After nearly 20 years spent pushing, pulling, coaxing, battering, tweaking and otherwise forcibly evolving the forms metal can take on, the Dillinger Escape Plan appear to be calling it a day. But, like they've done all along, they're doing it completely on their own terms.
Befitting the swansong of such a monumentally important band, Dissociation is an outright masterpiece, referencing every point in the band's consistently stunning discography while breaking more new ground than they have since Ire Works.
2013's One of Us Is the Killer stripped down and compressed the band's muscular, grinding aggression into crusty nuggets of brutality with deceptively shiny cores; they honed that aspect of their sound like the sword of a fictional samurai. The tightness, the focus of that album, was ludicrous, seemingly taken as far as it could go, but "Limerent Death," the opening track and lead single from Dissociation, immediately proves that notion wrong, inserting just a little more playful eccentricity into the riffs and melodic swagger into Pucciato's vocal approach without shattering the premise of the song's ostensible genre.
After proving they can still easily top themselves at their own game, Dillinger proceed to do whatever the fuck they want throughout the rest of Dissociation — and it's glorious. "Symptom of Terminal Illness" injects hauntingly pretty atmospheric and taps into the band's epic and brooding side before things go ape-shit on "Wanting Not So Much As To." It's the band at their frantic, twitchy, schizophrenic best, but also smoother and more weirdly charismatic, even, than anything they did with Mike Patton's manic genius behind the mic.
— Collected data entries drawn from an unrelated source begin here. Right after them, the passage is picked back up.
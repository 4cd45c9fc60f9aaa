use http::Method;

use crate::{
    client::{ApiClient, RequestBody},
    error::Result,
    models::{ApiMessage, Page, Subcategory},
    services::resource::{self, Endpoints, IdPlacement, ListParams, Resource},
};

impl Resource for Subcategory {
    const NAME: &'static str = "subcategories";
    const LABEL: &'static str = "Subcategory";
    const ENDPOINTS: Endpoints = Endpoints {
        base: "subcategories",
        update_method: Method::POST,
        update_id: IdPlacement::Query,
        delete_method: Method::POST,
        delete_id: IdPlacement::Query,
    };
}

pub async fn list(client: &ApiClient, params: &ListParams) -> Result<Page<Subcategory>> {
    resource::list(client, params).await
}

pub async fn find_by_id(client: &ApiClient, id: i64) -> Result<Subcategory> {
    resource::find_by_id(client, id).await
}

pub async fn create(client: &ApiClient, body: RequestBody) -> Result<ApiMessage> {
    resource::create::<Subcategory>(client, body).await
}

pub async fn update(client: &ApiClient, id: i64, body: RequestBody) -> Result<ApiMessage> {
    resource::update::<Subcategory>(client, id, body).await
}

pub async fn delete(client: &ApiClient, id: i64) -> Result<ApiMessage> {
    resource::delete::<Subcategory>(client, id).await
}

pub async fn search(client: &ApiClient, term: &str) -> Result<Page<Subcategory>> {
    list(client, &ListParams::new().filter("search", term)).await
}

pub async fn by_category(client: &ApiClient, category_id: i64) -> Result<Page<Subcategory>> {
    list(client, &ListParams::new().filter("category_id", category_id)).await
}

pub async fn active(client: &ApiClient) -> Result<Page<Subcategory>> {
    list(client, &ListParams::new().filter("is_active", 1)).await
}
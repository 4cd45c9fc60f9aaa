use chrono::NaiveDateTime;
use serde::Deserialize;

use crate::utils::de;

#[derive(Debug, Clone, Deserialize)]
pub struct Brand {
    #[serde(deserialize_with = "de::int")]
    pub id: i64,
    pub name: String,
    #[serde(default)]
    pub slug: Option<String>,
    #[serde(default)]
    pub description: Option<String>,
    #[serde(default)]
    pub logo_url: Option<String>,
    #[serde(default = "de::default_true", deserialize_with = "de::flag")]
    pub is_active: bool,
    #[serde(default, deserialize_with = "de::flag")]
    pub is_featured: bool,
    #[serde(default, deserialize_with = "de::opt_datetime")]
    pub created_at: Option<NaiveDateTime>,
}
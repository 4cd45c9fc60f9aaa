use crate::{
    client::{ApiClient, ApiRequest},
    error::Result,
    models::Stats,
};

pub const STATS_PATH: &str = "admin/stats.php";

/// Dashboard counters and the latest products.
pub async fn get_stats(client: &ApiClient) -> Result<Stats> {
    client.send(&ApiRequest::get(STATS_PATH)).await
}
use chrono::{DateTime, Utc};
use jsonwebtoken::{DecodingKey, Validation, decode, decode_header};
use serde::{Deserialize, Serialize};

use crate::error::{AppError, Result};

/// Claims the API puts in its access tokens. Only `exp` is relied upon.
#[derive(Debug, Clone, Serialize, Deserialize)]
pub struct Claims {
    #[serde(default)]
    pub sub: Option<serde_json::Value>,
    #[serde(default)]
    pub email: Option<String>,
    #[serde(default)]
    pub role: Option<String>,
    pub exp: Option<i64>,
}

/// Reads the claims of an access token without checking its signature.
///
/// The signing secret lives on the server; callers only use this to report
/// when the current session expires.
pub fn peek_claims(token: &str) -> Result<Claims> {
    let header = decode_header(token)
        .map_err(|e| AppError::BadRequest(format!("Invalid token: {}", e)))?;

    let mut validation = Validation::new(header.alg);
    validation.insecure_disable_signature_validation();
    validation.validate_exp = false;
    validation.validate_aud = false;
    validation.required_spec_claims.clear();

    decode::<Claims>(token, &DecodingKey::from_secret(&[]), &validation)
        .map(|data| data.claims)
        .map_err(|e| AppError::BadRequest(format!("Invalid token: {}", e)))
}

pub fn expires_at(token: &str) -> Option<DateTime<Utc>> {
    peek_claims(token)
        .ok()
        .and_then(|claims| claims.exp)
        .and_then(|exp| DateTime::from_timestamp(exp, 0))
}

pub fn is_expired(token: &str, now: DateTime<Utc>) -> bool {
    expires_at(token).is_some_and(|exp| exp <= now)
}

#[cfg(test)]
mod tests {
    use super::*;
    use jsonwebtoken::{EncodingKey, Header, encode};

    fn token_expiring_at(exp: i64) -> String {
        let claims = Claims {
            sub: Some(serde_json::json!(5)),
            email: Some("staff@example.com".into()),
            role: Some("employee".into()),
            exp: Some(exp),
        };
        encode(&Header::default(), &claims, &EncodingKey::from_secret(b"server-secret")).unwrap()
    }

    #[test]
    fn reads_claims_without_the_secret() {
        let token = token_expiring_at(1_900_000_000);
        let claims = peek_claims(&token).unwrap();

        assert_eq!(claims.email.as_deref(), Some("staff@example.com"));
        assert_eq!(claims.role.as_deref(), Some("employee"));
        assert_eq!(expires_at(&token).unwrap().timestamp(), 1_900_000_000);
    }

    #[test]
    fn expiry_check() {
        let token = token_expiring_at(1_000);
        assert!(is_expired(&token, Utc::now()));
        assert!(!is_expired("not-a-jwt", Utc::now()));
    }

    #[test]
    fn rejects_malformed_tokens() {
        assert!(peek_claims("abc.def").is_err());
    }
}
mod app_error;

pub use app_error::AppError;

pub type Result<T> = std::result::Result<T, AppError>;
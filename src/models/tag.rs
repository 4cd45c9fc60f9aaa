use chrono::NaiveDateTime;
use serde::Deserialize;

use crate::utils::de;

pub const DEFAULT_TAG_COLOR: &str = "#3B82F6";

#[derive(Debug, Clone, Deserialize)]
pub struct Tag {
    #[serde(deserialize_with = "de::int")]
    pub id: i64,
    pub name: String,
    #[serde(default)]
    pub slug: Option<String>,
    #[serde(default)]
    pub color: Option<String>,
    #[serde(default, deserialize_with = "de::opt_int")]
    pub usage_count: Option<i64>,
    #[serde(default, deserialize_with = "de::opt_datetime")]
    pub created_at: Option<NaiveDateTime>,
}

/// Link between a product and a tag.
#[derive(Debug, Clone, Deserialize)]
pub struct ProductTag {
    #[serde(deserialize_with = "de::int")]
    pub id: i64,
    #[serde(deserialize_with = "de::int")]
    pub product_id: i64,
    #[serde(deserialize_with = "de::int")]
    pub tag_id: i64,
    #[serde(default)]
    pub product_name: Option<String>,
    #[serde(default)]
    pub tag_name: Option<String>,
    #[serde(default)]
    pub tag_color: Option<String>,
    #[serde(default, deserialize_with = "de::opt_datetime")]
    pub created_at: Option<NaiveDateTime>,
}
If you expect the tone of the album to be even slightly established now, you couldn't be more off-base. "Fugue" is straight-up demented IDM, of a calibre that wouldn't sound out of place on an Aphex Twin or Venetian Snares album. Things don't get explicitly weirder than that, but the album retains a sense of wild abandonment and the freedom to explore any avenues of sound that lure their yen while still clearly bearing the creative signature of Ben Weinman and his talented cohorts.
"Low Feels Blvd" gets as overtly King Crimson/Opeth-proggy as the band ever have without neglecting to stab the track full of extra bits of fuzzy sonic shrapnel; "Surrogate" continues to up the ante with layer upon layer of attitude and texture, piled upon a vicious foundation of mathcore/jazz strobing; "Honeysuckle" flirts with rockabilly jazz licks and drops one of the band's biggest, deepest breakdowns, given a gut-rumbling boost by excellent production.
The attention to detail in the engineering and mixing is dizzying (sometimes literally) and has immense impact on the feel of the album. Dillinger are striving for, and achieving, overall sound artistry here as intentional and immersive as anything from the worlds of art-rock, pop or electronic music. "Manufacturing Discontent," "Apologies Not Included" and "Nothing To Forget" are all fantastic journeys through prodigiously inventive song structures and meticulously detailed soundscapes that continue to surprise until the last beat, alien guitar note or beautiful cello swell.
Then, in a gesture of ultimate freedom, the album, and a near-peerless legacy, is capped by the most gorgeous composition the group have ever offered. The title track, with swooning strings, etheric effects, soaring, elastic vocal melodies and complicated, skittering beats, is closer to Björk than anything Dillinger have done before.
Only an asshole could find fault with this record; there's no value in nitpicking an achievement this consummately professional, laboriously crafted and creatively uninhibited. If this truly is the end for Dillinger Escape Plan, they've ended things by throwing down the gauntlet with such force that the reverberations will be felt for generations.